Excerpts from a dataset:

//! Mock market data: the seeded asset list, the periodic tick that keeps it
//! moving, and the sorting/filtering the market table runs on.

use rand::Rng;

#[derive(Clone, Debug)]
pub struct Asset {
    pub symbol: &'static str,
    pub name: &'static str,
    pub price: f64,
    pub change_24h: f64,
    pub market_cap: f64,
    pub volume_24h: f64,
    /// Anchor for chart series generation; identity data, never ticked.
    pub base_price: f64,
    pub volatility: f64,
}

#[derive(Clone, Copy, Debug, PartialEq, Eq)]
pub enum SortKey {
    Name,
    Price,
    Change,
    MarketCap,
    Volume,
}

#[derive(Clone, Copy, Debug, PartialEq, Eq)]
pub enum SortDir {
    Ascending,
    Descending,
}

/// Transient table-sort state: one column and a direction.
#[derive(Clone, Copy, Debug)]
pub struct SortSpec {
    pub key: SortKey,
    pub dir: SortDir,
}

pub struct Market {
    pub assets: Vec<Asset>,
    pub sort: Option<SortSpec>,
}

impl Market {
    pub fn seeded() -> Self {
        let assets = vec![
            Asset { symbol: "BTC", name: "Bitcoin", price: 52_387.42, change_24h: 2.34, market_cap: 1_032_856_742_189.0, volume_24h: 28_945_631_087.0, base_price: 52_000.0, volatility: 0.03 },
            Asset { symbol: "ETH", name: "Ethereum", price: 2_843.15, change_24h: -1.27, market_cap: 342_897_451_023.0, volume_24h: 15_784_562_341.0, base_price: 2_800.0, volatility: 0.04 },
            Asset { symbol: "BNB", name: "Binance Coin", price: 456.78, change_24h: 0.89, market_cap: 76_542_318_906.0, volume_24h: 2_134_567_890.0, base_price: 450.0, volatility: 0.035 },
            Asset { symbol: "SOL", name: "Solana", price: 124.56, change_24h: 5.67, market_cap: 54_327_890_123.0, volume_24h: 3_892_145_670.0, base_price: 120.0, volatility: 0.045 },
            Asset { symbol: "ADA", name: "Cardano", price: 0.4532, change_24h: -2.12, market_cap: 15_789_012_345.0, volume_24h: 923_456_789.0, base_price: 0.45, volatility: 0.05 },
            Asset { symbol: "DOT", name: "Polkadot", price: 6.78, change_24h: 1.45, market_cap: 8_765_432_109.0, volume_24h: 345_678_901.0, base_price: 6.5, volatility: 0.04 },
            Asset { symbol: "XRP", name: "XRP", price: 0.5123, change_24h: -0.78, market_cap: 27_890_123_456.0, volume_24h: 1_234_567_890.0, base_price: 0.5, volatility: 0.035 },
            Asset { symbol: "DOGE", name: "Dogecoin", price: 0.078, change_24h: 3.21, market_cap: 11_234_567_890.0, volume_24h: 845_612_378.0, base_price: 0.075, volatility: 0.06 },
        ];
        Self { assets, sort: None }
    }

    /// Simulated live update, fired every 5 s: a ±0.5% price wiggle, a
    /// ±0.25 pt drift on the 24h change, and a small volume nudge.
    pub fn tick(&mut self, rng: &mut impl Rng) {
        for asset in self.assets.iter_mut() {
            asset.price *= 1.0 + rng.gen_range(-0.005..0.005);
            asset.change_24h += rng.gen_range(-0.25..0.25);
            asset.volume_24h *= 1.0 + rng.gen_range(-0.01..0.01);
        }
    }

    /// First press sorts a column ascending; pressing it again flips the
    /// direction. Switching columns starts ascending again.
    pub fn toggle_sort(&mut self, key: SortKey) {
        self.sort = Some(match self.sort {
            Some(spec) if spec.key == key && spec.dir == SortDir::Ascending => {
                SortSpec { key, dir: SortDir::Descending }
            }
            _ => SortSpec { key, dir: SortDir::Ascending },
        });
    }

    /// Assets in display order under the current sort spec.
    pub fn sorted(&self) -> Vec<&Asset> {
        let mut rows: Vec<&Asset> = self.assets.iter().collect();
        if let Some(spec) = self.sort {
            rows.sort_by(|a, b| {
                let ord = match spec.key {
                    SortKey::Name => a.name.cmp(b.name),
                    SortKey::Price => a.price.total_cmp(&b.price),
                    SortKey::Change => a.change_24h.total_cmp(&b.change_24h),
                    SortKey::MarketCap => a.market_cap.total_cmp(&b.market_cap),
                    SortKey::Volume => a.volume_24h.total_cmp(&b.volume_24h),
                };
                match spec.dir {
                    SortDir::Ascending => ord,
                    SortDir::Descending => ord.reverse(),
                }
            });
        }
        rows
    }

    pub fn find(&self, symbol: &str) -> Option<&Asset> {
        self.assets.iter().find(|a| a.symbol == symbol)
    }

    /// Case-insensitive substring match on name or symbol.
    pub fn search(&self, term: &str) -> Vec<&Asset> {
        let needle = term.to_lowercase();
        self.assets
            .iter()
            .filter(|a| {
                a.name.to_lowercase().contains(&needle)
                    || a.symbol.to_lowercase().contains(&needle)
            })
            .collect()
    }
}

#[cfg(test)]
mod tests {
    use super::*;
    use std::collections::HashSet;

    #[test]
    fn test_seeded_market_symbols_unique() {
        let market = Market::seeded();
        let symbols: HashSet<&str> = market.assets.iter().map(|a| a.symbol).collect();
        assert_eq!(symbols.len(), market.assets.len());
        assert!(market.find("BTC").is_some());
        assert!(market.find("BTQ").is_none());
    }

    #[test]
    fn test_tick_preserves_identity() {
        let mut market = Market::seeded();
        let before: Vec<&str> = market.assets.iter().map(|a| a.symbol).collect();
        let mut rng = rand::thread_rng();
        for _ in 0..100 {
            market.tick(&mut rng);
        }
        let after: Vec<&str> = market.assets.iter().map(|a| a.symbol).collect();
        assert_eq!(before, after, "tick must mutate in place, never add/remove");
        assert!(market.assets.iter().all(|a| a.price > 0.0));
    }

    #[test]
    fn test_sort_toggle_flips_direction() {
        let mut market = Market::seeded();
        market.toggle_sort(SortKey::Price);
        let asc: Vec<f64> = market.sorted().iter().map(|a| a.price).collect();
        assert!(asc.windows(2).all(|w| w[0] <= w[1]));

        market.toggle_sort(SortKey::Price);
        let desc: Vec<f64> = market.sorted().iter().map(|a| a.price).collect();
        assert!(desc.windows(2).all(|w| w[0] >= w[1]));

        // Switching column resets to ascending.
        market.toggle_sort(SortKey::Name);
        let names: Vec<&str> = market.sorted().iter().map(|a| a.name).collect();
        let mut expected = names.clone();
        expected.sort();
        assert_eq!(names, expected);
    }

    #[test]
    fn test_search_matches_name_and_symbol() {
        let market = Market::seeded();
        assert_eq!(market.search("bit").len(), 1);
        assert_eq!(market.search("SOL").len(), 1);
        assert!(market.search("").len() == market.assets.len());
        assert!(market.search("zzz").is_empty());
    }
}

WORK ORDER: Look through the entries and return each line that has the word "derive" in it.

WRITTEN SOLUTION:
#[derive(Clone, Debug)]
#[derive(Clone, Copy, Debug, PartialEq, Eq)]
#[derive(Clone, Copy, Debug, PartialEq, Eq)]
#[derive(Clone, Copy, Debug)]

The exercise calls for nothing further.